# Plecos Jump?



## svolk (Apr 5, 2005)

My friend had a pleco (she's not sure what kind, it was spotted) and last night the tank lid accidentally was left open. This morning she found her pleco on the floor about 4 feet from the tank. Unfortunately it was too late to save him.

I wasn't aware that plecos would jump out of the tank. Is this common?


----------



## Osiris (Jan 18, 2005)

Actually it is, i have found fry in my AC filter before they get swimming in current from filter or powerhead or something and do jump...
Sorry to hear about ur loss


----------



## fishfreaks (Jan 19, 2005)

I wouldn't say it's that common, but yes it does happen.


----------



## Alisha (Aug 5, 2005)

I didn't had any idea they jumped at all...huh...


----------



## Osiris (Jan 18, 2005)

I see it happen to younger ones more cuz wild their from rivers swimming against current so have them speratic jumps from rock to rock...


----------



## Lara (Sep 4, 2005)

I was not aware that pleco's commonly jumped, my male very occasionally rushes to the surface of the water but has never actually jumped out (mind you there's a lid on the tank), the female doesn't do this. Does anyone know the reason for this behaviour, how interesting! This isn't an issue for my tank but it might be worth checking the KH/pH of the tank in question. Dropping pH levels is one reason why fish might jump out of the tank at night and keeping the kH (carbonate hardness) up will ensure the pH doesn't fluctuate too rapidly. Of course maybe this is just normal pleco behaviour that I didn't know about till now. Poor fishy :rip:


----------



## cucci67 (Aug 3, 2005)

My pleco jumped out while I was on vacation a few years ago. He was atleadst 4 feet from the tank.


----------



## flynngriff (Jan 19, 2005)

I've never seen my plecos jump, but I've been woken up at night by the sound of one of the climbing through the hole in the top of the tank where the heater cord and airline come out. The pleco is about 5 inches long and 1.5 inches wide at its head, and the hole is square and only about 1.75 inches across. He had to go through diagonally to get his fins out, but he did it.

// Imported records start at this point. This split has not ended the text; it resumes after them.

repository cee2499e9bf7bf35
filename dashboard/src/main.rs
mod host;

#[tokio::main]
async fn main() -> anyhow::Result<()> {
    host::run().await
}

Luckily, I got to him before my cat did, and he's been fine for months. I don't know how he managed it without fingers!

-Flynn


----------



## Xator (Jul 29, 2015)

I have a Gold Spot Pleco (L001) and the last 4 yrs I've had him there hasn't been a night were he doesn't jump clear of the water. Though before I got him?/her? I had no idea, I'm just lucky my tank lid is elevated, to give him room to jump!:-o


----------



## TheOldSalt (Jan 28, 2005)

Plecos walk over land in nature moving between bodies of water. That's what lets them take over places like Texas and Florida. I don't recall ever seeing one jump, but they definitely walk. Well, crawl, anyway.


----------



## big b (Aug 17, 2014)

They can crawl? I wonder if my bn pleco would do that ....


----------



## toddnbecka (Jun 30, 2006)

They'll also swim up the outflow from a hob filter, and don't always make it back into the tank on the return trip. I've found a couple BN and even small Synodontis catfish dried out on the glass cover.


----------



## big b (Aug 17, 2014)

I am thinking about trying to teach my bn pleco to crawl over my floating driftwood for a treat, what ya think?


----------



## emc7 (Jul 23, 2005)

I've found a few desiccated plecos under tanks. They can get out if they want to. They are also the fish most likely to survive some time out of the tank, so put them back in water if its only been a few hours, sometimes they revive.


----------



## toddnbecka (Jun 30, 2006)

emc7 said:


> I've found a few desiccated plecos under tanks. They can get out if they want to. They are also the fish most likely to survive some time out of the tank, so put them back in water if its only been a few hours, sometimes they revive.


Pleco Semetary: sometimes they come back...


----------